Copy, exactly and without additions, every line in the records below from the one holding "pub fn same_node(&self, other: &Self)" through the one holding "pub fn unwrapped(&self)", both ends included.

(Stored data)
_ _ _ _ _ _ _

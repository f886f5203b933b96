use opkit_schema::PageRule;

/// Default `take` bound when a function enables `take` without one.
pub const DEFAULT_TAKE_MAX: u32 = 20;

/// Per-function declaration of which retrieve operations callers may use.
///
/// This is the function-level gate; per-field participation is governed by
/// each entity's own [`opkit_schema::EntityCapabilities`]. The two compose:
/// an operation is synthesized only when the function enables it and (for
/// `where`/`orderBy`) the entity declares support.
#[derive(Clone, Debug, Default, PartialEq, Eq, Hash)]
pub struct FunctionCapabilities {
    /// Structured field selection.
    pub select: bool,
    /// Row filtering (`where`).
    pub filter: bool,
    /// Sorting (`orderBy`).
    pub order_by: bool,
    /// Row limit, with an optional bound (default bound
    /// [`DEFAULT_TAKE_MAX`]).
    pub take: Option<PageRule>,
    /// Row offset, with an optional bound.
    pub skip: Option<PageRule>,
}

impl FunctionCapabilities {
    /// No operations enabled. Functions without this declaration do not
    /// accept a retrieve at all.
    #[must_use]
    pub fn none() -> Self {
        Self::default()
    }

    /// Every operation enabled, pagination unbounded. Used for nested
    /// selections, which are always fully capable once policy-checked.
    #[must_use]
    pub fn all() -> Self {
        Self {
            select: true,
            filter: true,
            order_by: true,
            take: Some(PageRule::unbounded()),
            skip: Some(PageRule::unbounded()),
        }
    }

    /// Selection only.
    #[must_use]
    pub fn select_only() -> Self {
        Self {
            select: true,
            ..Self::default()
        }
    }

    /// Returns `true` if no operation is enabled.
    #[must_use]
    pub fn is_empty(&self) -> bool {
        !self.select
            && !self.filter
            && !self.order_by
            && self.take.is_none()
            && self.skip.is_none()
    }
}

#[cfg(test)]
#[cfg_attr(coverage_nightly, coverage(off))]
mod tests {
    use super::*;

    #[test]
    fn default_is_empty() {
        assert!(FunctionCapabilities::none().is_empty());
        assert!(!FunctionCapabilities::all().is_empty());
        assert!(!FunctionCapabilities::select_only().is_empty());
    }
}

_ _ _ _ _ _ _

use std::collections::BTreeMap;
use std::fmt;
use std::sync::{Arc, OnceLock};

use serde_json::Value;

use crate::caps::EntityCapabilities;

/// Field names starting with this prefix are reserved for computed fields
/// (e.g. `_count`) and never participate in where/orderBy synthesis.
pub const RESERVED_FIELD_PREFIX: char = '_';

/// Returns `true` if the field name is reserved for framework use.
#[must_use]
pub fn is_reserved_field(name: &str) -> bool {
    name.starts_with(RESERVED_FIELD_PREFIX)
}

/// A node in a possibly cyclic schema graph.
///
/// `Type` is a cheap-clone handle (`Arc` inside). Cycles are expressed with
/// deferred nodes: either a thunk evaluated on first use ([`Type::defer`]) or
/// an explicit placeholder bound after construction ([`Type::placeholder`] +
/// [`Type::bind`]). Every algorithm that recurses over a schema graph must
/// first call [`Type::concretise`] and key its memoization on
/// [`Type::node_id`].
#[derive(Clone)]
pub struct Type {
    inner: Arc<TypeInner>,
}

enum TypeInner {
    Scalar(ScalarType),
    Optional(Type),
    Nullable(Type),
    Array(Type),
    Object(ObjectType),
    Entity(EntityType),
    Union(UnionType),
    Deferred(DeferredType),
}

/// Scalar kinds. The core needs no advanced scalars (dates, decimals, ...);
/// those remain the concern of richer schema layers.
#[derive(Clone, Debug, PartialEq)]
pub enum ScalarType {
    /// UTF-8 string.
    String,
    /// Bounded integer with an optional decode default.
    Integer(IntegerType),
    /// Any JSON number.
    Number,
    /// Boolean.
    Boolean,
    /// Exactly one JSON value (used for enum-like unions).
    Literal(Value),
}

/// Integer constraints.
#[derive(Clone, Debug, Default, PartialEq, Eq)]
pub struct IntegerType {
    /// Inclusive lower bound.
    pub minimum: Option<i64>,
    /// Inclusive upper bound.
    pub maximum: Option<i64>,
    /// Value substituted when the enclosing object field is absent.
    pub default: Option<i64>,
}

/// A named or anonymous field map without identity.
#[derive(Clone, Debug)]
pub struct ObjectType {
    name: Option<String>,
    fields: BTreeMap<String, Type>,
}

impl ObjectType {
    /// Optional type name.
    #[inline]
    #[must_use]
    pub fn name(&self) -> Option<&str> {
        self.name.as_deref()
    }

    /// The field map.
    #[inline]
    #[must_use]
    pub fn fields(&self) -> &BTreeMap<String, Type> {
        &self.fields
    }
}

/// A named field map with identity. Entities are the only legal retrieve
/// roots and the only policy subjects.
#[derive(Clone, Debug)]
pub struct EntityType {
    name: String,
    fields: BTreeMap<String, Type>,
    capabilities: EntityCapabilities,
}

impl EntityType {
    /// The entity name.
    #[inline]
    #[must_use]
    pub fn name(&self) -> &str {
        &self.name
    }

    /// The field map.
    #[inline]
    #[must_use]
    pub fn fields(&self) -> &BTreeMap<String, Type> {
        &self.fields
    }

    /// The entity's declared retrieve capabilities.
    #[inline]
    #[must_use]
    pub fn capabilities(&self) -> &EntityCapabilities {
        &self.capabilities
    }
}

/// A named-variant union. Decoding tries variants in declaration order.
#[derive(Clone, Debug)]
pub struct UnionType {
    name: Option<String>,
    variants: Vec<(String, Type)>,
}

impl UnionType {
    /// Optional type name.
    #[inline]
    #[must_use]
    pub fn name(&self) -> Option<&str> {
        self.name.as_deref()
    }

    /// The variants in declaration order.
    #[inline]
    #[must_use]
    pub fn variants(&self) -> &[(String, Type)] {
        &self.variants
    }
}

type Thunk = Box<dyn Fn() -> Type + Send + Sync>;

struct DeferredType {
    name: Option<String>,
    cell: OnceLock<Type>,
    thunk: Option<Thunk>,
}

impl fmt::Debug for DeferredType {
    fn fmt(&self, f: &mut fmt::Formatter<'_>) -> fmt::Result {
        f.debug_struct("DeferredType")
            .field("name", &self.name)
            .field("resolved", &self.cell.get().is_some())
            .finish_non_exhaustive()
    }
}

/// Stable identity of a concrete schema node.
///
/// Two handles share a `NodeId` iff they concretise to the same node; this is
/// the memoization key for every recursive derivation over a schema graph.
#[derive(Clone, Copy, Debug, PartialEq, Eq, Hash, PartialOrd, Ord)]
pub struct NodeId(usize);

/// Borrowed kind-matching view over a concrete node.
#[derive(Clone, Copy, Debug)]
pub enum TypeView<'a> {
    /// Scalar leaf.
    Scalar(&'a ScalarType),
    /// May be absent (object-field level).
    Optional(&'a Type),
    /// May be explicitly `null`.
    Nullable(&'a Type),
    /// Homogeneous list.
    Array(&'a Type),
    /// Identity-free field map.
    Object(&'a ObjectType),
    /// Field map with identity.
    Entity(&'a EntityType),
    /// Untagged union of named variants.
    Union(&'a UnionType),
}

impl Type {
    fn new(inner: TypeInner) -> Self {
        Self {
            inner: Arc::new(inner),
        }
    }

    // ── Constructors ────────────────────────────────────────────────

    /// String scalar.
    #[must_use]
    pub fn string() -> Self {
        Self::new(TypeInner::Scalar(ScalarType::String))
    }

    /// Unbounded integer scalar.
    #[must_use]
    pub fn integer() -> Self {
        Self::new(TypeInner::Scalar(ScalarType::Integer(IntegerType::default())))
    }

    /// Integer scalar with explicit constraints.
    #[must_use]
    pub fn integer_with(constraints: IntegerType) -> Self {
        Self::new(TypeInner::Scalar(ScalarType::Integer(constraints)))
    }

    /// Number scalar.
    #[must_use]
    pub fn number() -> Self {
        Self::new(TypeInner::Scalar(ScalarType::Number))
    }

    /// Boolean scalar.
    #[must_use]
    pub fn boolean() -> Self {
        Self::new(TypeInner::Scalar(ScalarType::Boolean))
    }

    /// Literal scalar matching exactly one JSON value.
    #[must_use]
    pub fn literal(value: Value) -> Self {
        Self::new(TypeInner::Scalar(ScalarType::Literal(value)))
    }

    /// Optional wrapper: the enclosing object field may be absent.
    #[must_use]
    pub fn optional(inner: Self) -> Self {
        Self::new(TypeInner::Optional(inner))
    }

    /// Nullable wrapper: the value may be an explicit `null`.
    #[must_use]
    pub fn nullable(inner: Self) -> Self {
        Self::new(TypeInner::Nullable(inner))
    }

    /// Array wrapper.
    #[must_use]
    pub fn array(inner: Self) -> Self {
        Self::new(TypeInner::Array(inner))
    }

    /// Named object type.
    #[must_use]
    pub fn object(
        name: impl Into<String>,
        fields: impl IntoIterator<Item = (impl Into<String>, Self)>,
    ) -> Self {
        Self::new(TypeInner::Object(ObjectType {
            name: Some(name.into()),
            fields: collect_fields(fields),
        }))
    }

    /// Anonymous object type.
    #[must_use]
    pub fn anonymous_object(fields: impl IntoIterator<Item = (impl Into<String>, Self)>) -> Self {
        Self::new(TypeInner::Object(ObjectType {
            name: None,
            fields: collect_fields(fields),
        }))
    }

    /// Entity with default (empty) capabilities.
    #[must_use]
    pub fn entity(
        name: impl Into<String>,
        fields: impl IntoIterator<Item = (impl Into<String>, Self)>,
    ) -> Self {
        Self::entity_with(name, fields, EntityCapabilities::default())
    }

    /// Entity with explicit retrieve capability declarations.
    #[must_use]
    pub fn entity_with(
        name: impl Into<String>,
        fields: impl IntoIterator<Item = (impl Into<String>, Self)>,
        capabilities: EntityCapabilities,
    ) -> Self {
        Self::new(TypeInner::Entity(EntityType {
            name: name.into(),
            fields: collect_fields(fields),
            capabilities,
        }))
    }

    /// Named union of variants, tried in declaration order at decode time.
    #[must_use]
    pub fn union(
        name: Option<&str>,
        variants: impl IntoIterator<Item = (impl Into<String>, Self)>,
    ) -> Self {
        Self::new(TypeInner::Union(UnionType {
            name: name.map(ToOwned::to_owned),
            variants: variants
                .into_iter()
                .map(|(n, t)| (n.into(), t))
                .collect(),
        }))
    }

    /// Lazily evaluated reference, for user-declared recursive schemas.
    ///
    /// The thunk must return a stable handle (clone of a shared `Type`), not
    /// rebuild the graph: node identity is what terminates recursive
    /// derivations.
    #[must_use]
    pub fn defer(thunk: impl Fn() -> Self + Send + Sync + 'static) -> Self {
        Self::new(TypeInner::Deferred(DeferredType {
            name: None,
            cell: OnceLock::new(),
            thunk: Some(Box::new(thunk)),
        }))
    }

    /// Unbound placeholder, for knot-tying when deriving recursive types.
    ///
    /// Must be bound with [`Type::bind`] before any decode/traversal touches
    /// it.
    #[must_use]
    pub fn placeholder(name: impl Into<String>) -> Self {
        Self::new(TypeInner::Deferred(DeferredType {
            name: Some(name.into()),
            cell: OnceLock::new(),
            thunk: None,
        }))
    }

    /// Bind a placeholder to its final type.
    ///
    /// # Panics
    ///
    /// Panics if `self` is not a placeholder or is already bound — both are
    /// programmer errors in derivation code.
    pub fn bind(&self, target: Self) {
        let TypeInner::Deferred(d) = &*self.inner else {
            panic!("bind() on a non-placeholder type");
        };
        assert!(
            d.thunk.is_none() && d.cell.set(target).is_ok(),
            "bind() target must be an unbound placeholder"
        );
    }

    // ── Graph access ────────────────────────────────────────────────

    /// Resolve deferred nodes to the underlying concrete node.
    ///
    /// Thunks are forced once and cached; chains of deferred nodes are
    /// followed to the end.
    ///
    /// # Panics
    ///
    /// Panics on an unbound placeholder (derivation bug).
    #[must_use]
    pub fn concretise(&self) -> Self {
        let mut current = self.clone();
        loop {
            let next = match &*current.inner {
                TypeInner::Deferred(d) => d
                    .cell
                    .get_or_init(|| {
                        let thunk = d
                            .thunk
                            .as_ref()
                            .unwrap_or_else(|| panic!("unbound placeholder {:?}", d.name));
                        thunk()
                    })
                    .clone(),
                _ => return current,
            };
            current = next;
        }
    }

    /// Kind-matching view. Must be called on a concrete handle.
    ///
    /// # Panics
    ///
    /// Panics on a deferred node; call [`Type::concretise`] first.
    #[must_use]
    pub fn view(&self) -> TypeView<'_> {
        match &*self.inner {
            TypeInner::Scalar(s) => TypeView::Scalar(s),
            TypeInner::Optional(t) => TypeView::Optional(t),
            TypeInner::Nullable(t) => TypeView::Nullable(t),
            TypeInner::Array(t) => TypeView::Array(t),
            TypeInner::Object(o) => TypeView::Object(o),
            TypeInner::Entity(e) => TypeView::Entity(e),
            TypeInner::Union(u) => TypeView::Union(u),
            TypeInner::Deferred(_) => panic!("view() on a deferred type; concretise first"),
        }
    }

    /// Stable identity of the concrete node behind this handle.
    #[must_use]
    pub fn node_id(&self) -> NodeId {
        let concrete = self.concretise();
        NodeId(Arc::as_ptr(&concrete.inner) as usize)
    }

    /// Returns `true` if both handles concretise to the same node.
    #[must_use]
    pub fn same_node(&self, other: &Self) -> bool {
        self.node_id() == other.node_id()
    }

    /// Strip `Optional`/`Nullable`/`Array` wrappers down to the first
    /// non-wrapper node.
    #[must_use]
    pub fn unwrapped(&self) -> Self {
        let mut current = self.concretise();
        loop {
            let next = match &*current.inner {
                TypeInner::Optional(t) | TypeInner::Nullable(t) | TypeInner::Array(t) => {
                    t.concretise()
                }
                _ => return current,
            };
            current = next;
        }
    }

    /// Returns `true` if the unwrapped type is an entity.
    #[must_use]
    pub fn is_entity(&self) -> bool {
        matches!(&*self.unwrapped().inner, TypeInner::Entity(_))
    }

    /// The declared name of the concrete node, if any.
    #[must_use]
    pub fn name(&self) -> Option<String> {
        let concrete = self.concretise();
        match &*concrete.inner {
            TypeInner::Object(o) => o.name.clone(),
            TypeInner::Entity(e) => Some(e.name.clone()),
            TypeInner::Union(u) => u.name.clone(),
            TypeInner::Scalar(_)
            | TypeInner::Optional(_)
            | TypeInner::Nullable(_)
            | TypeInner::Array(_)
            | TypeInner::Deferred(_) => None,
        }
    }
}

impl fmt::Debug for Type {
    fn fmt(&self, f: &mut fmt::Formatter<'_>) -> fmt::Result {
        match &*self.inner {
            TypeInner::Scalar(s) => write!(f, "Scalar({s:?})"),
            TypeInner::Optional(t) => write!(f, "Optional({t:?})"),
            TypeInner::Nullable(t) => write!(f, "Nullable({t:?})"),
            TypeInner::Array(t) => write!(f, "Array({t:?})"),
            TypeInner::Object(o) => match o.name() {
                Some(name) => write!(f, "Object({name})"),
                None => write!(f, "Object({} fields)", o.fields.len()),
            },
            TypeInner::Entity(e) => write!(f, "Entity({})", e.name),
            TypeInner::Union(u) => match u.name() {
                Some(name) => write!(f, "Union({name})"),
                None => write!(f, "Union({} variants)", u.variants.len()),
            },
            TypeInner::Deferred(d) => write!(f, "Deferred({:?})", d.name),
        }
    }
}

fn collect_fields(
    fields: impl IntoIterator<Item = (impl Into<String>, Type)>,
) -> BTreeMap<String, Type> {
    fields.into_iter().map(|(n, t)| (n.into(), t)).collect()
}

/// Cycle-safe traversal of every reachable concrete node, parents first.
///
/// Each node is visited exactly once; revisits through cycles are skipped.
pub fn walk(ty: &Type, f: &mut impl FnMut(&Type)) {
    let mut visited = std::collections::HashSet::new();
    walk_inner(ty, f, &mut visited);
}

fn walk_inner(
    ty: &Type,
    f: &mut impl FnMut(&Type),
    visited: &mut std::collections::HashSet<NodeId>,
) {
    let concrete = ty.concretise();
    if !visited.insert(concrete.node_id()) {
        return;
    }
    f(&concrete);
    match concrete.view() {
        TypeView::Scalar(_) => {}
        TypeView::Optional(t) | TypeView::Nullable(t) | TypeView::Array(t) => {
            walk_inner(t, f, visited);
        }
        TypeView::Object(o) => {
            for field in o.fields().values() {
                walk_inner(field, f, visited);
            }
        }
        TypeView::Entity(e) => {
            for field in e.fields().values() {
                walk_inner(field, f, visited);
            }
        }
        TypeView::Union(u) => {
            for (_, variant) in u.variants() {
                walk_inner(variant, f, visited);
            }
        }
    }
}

_ _ _ _ _ _ _

*Completed task*
    pub fn same_node(&self, other: &Self) -> bool {
        self.node_id() == other.node_id()
    }

    /// Strip `Optional`/`Nullable`/`Array` wrappers down to the first
    /// non-wrapper node.
    #[must_use]
    pub fn unwrapped(&self) -> Self {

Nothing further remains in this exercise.